Price Still Beats Out Personalization And Alignment with Core Values
The rise in nondiscretionary spending may also be why, despite the growing importance of personalization and values-based messaging, shoppers still care about price and convenience above all else. Consumers said their top reasons for selecting a retailer are:
- Great deals (17.3%);
- Availability of products (14.6%);
- Convenience to shop (12.7%);
- Ease of finding products at a store or on a web site (9.7%); and
- Easy checkout process (8.2%).
In comparison, only 3.7% of shoppers cited “alignment with core values” as their top reason for selecting a retailer, and just 3.3% said they were looking for a “personalized experience.” These preferences held true across lines of age or income, even among groups that are often outliers.

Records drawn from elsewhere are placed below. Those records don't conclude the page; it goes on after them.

use crate::constants::{MAP_SIZE, TRACE_FILE_ENV_VAR};
use log::{error, warn};
use std::io::{Read, Seek, SeekFrom, Write};
use std::panic::{AssertUnwindSafe, catch_unwind};
use std::path::PathBuf;
use std::process::{Child, Command, Stdio};
use std::time::{Duration, Instant};

/// Classified result of one target execution.
#[derive(Debug, Clone, PartialEq, Eq)]
pub enum ExecStatus {
    Ok,
    Timeout,
    /// The target crashed; the payload is the terminating signal or exit code.
    Crash(i32),
    /// The target could not be run at all.
    Error(String),
}

/// Runs the target once per call and reports its coverage.
///
/// Every call must return within roughly `timeout`; hang detection depends on it.
pub trait Executor {
    /// Executes the target on `input`.
    ///
    /// # Arguments
    /// * `input`: The test case bytes.
    /// * `timeout`: Wall-clock budget for this execution.
    /// * `trace`: Zeroed coverage map to be filled with this execution's raw
    ///   per-edge hit counts.
    ///
    /// # Returns
    /// The classified outcome.
    fn execute(&mut self, input: &[u8], timeout: Duration, trace: &mut [u8]) -> ExecStatus;

    /// Human-readable description of the target, used in reports.
    fn describe(&self) -> String {
        "in-process harness".to_string()
    }
}

/// Runs a Rust closure as the target.
///
/// The closure receives the input and the trace map. Panics are reported as
/// crashes (reason 6, as for an abort) and runs longer than the timeout as
/// timeouts.
pub struct InProcessExecutor<F>
where
    F: FnMut(&[u8], &mut [u8]),
{
    harness_fn: F,
}

impl<F> InProcessExecutor<F>
where
    F: FnMut(&[u8], &mut [u8]),
{
    pub fn new(harness_fn: F) -> Self {
        Self { harness_fn }
    }
}

/// Crash reason reported for a panicking in-process harness.
pub const PANIC_CRASH_REASON: i32 = 6;

impl<F> Executor for InProcessExecutor<F>
where
    F: FnMut(&[u8], &mut [u8]),
{
    fn execute(&mut self, input: &[u8], timeout: Duration, trace: &mut [u8]) -> ExecStatus {
        let start = Instant::now();
        let result = catch_unwind(AssertUnwindSafe(|| {
            (self.harness_fn)(input, trace);
        }));

        match result {
            Ok(()) if start.elapsed() > timeout => ExecStatus::Timeout,
            Ok(()) => ExecStatus::Ok,
            Err(panic_payload) => {
                let msg = if let Some(s) = panic_payload.downcast_ref::<&str>() {
                    s.to_string()
                } else if let Some(s) = panic_payload.downcast_ref::<String>() {
                    s.clone()
                } else {
                    "Unknown panic type".to_string()
                };
                log::debug!("Harness panicked: {msg}");
                ExecStatus::Crash(PANIC_CRASH_REASON)
            }
        }
    }
}

#[derive(Debug, Clone, PartialEq, Eq)]
pub enum InputDelivery {
    StdIn,
    /// Write the input to a file and substitute its path for `template` in the
    /// command arguments (appended if no argument contains it).
    File(String),
}

#[derive(Debug, Clone)]
pub struct CommandExecutorConfig {
    pub command: Vec<String>,
    pub input_delivery: InputDelivery,
    pub working_dir: Option<PathBuf>,
    /// Treat a non-zero exit status as a crash.
    pub crash_on_nonzero_exit: bool,
}

/// Spawns the target as a child process for every execution.
///
/// Coverage is exchanged through a trace file whose path is exported in
/// `EDGEFUZZ_TRACE_FILE`; the target writes one hit counter byte per edge.
pub struct CommandExecutor {
    config: CommandExecutorConfig,
    input_file: Option<tempfile::NamedTempFile>,
    trace_file: tempfile::NamedTempFile,
}

impl CommandExecutor {
    pub fn new(config: CommandExecutorConfig) -> std::io::Result<Self> {
        let input_file = match config.input_delivery {
            InputDelivery::StdIn => None,
            InputDelivery::File(_) => Some(tempfile::NamedTempFile::new()?),
        };
        Ok(Self {
            config,
            input_file,
            trace_file: tempfile::NamedTempFile::new()?,
        })
    }

    fn run_and_wait_with_timeout(
        &self,
        mut child: Child,
        timeout: Duration,
    ) -> Result<std::process::ExitStatus, ExecStatus> {
        let start_time = Instant::now();
        let poll = (timeout / 20).clamp(Duration::from_micros(200), Duration::from_millis(50));

        loop {
            match child.try_wait() {
                Ok(Some(status)) => return Ok(status),
                Ok(None) => {
                    if start_time.elapsed() > timeout {
                        if let Err(e) = child.kill() {
                            warn!("Failed to kill timed-out target: {e}");
                            return Err(ExecStatus::Error(format!(
                                "Failed to kill timed-out process: {e}",
                            )));
                        }
                        let _ = child.wait();
                        return Err(ExecStatus::Timeout);
                    }
                    std::thread::sleep(poll);
                }
                Err(e) => {
                    error!("Error waiting for target process: {e}");
                    return Err(ExecStatus::Error(format!("Error waiting for child: {e}")));
                }
            }
        }
    }

    fn reset_trace_file(&mut self) -> std::io::Result<()> {
        let file = self.trace_file.as_file_mut();
        file.set_len(0)?;
        file.seek(SeekFrom::Start(0))?;
        Ok(())
    }

    fn read_trace(&mut self, trace: &mut [u8]) -> std::io::Result<()> {
        let file = self.trace_file.as_file_mut();
        file.seek(SeekFrom::Start(0))?;
        let limit = trace.len().min(MAP_SIZE);
        let mut filled = 0;
        while filled < limit {
            let n = file.read(&mut trace[filled..limit])?;
            if n == 0 {
                break;
            }
            filled += n;
        }
        Ok(())
    }

    fn build_command(&self) -> Result<Command, ExecStatus> {
        let Some(program) = self.config.command.first() else {
            return Err(ExecStatus::Error("Empty target command".to_string()));
        };
        let mut cmd = Command::new(program);
        let args = &self.config.command[1..];

        match (&self.config.input_delivery, &self.input_file) {
            (InputDelivery::File(template), Some(file)) => {
                let path_str = file.path().to_str().ok_or_else(|| {
                    ExecStatus::Error("Temp file path is not valid UTF-8".to_string())
                })?;
                let mut substituted = false;
                for arg in args {
                    if arg.contains(template.as_str()) {
                        cmd.arg(arg.replace(template.as_str(), path_str));
                        substituted = true;
                    } else {
                        cmd.arg(arg);
                    }
                }
                if !substituted {
                    cmd.arg(path_str);
                }
                cmd.stdin(Stdio::null());
            }
            _ => {
                cmd.args(args);
                cmd.stdin(Stdio::piped());
            }
        }

        if let Some(cwd) = &self.config.working_dir {
            cmd.current_dir(cwd);
        }
        cmd.env(TRACE_FILE_ENV_VAR, self.trace_file.path());
        cmd.stdout(Stdio::null());
        cmd.stderr(Stdio::null());
        Ok(cmd)
    }
}

impl Executor for CommandExecutor {
    fn execute(&mut self, input: &[u8], timeout: Duration, trace: &mut [u8]) -> ExecStatus {
        if let Err(e) = self.reset_trace_file() {
            return ExecStatus::Error(format!("Failed to reset trace file: {e}"));
        }

        if let Some(file) = self.input_file.as_mut() {
            let f = file.as_file_mut();
            let written = f
                .set_len(0)
                .and_then(|_| f.seek(SeekFrom::Start(0)))
                .and_then(|_| f.write_all(input))
                .and_then(|_| f.flush());
            if let Err(e) = written {
                return ExecStatus::Error(format!(
                    "Failed to write to temp file {:?}: {}",
                    file.path(),
                    e
                ));
            }
        }

        let mut cmd = match self.build_command() {
            Ok(cmd) => cmd,
            Err(status) => return status,
        };

        let mut child_process = match cmd.spawn() {
            Ok(child) => child,
            Err(e) => {
                let error_msg =
                    format!("Failed to spawn command '{:?}': {}", self.config.command, e);
                error!("{error_msg}");
                return ExecStatus::Error(error_msg);
            }
        };

        // Stdin is fed from a helper thread so a target that never drains the
        // pipe still runs under the timeout.
        let writer = if self.config.input_delivery == InputDelivery::StdIn {
            let Some(mut child_stdin) = child_process.stdin.take() else {
                let _ = child_process.kill();
                let _ = child_process.wait();
                return ExecStatus::Error(
                    "Child stdin was not available after piping.".to_string(),
                );
            };
            let data = input.to_vec();
            Some(std::thread::spawn(move || child_stdin.write_all(&data)))
        } else {
            None
        };

        let waited = self.run_and_wait_with_timeout(child_process, timeout);

        // A writer still blocked here belongs to a descendant holding the pipe
        // open; it finishes on its own once that process exits.
        if let Some(handle) = writer.filter(|h| h.is_finished()) {
            let written = handle
                .join()
                .unwrap_or_else(|_| Err(std::io::Error::other("stdin writer panicked")));
            if let Err(e) = written {
                // The target may exit without reading all of its input.
                if e.kind() != std::io::ErrorKind::BrokenPipe && waited.is_ok() {
                    return ExecStatus::Error(format!("Failed to write to stdin: {e}"));
                }
            }
        }

        let status = match waited {
            Ok(status) => status,
            Err(ExecStatus::Timeout) => {
                // Keep the coverage recorded before the kill.
                if let Err(e) = self.read_trace(trace) {
                    return ExecStatus::Error(format!("Failed to read trace file: {e}"));
                }
                return ExecStatus::Timeout;
            }
            Err(status) => return status,
        };

        if let Err(e) = self.read_trace(trace) {
            return ExecStatus::Error(format!("Failed to read trace file: {e}"));
        }

        #[cfg(unix)]
        {
            use std::os::unix::process::ExitStatusExt;
            if let Some(signal) = status.signal() {
                return ExecStatus::Crash(signal);
            }
        }

        match status.code() {
            Some(0) => ExecStatus::Ok,
            Some(code) if self.config.crash_on_nonzero_exit => ExecStatus::Crash(code),
            Some(_) => ExecStatus::Ok,
            None => ExecStatus::Crash(0),
        }
    }

    fn describe(&self) -> String {
        self.config.command.join(" ")
    }
}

“We talked to 4,000+ consumers, and they ranked things like ‘I can get a great deal,’ ‘The product was there’ and ‘It was convenient’ highly,” said Stephens. “Attributes that are really around price, product and convenience have to be the baseline. Now, once you have that in place, I think [personalization and values] are a good way to differentiate from other retailers. It just can’t be what you lead with.”
People Spend Less Time Shopping, But Don’t Blame E-Commerce
In 2017, the average person spend 20% fewer minutes shopping every week than they did in 2005 — despite having an average of 14 additional minutes of free time daily, according to the U.S. Census Bureau. However, people aren’t sitting on their couches with smartphones or laptops: consumer-oriented traffic (which includes retail, convenience and hospitality/travel) increased by 6% in April through December 2018 compared to the same period in 2017, according to Deloitte.
The reason for these shorter, potentially less lucrative trips isn’t the ubiquity of mobile shopping or a search for experiences. Instead, people are spending more day-to-day free time on relatively mundane tasks:
- Personal care, like beauty and fitness regimes;
- Household activities, like cleaning or taking care of repairs; and
- Leisure activities, like playing or watching sports.
Shorter shopping times aren’t necessarily a cause for panic: the average revenue per minute created by shoppers has been on the rise at the same time, according to Stephens. While part of this is due to inflation, it’s also cause by options like BOPIS and in-store ordering, which let shoppers make additional purchases more efficiently.
Taken together, the study’s findings indicate that economic factors are what’s driving retail’s current shifts, not the characteristics of any individual generation. Reaching shoppers based on their discretionary spending habits, rather than the preferences of their age cohort, will be the key to success going forward.
“I think retailers and people who participate in the market don’t immediately go here, but the main driver that we’re seeing in most of these behavioral shifts really is the economic portion,” said Stephens. “When you take income and then you look at nondiscretionary expenses, those two things together, that’s where you really see different spending behaviors. The Millennial that everybody talks about as being a different person is really the high-income Millennial, which is only about 5% to 7% of the overall population.”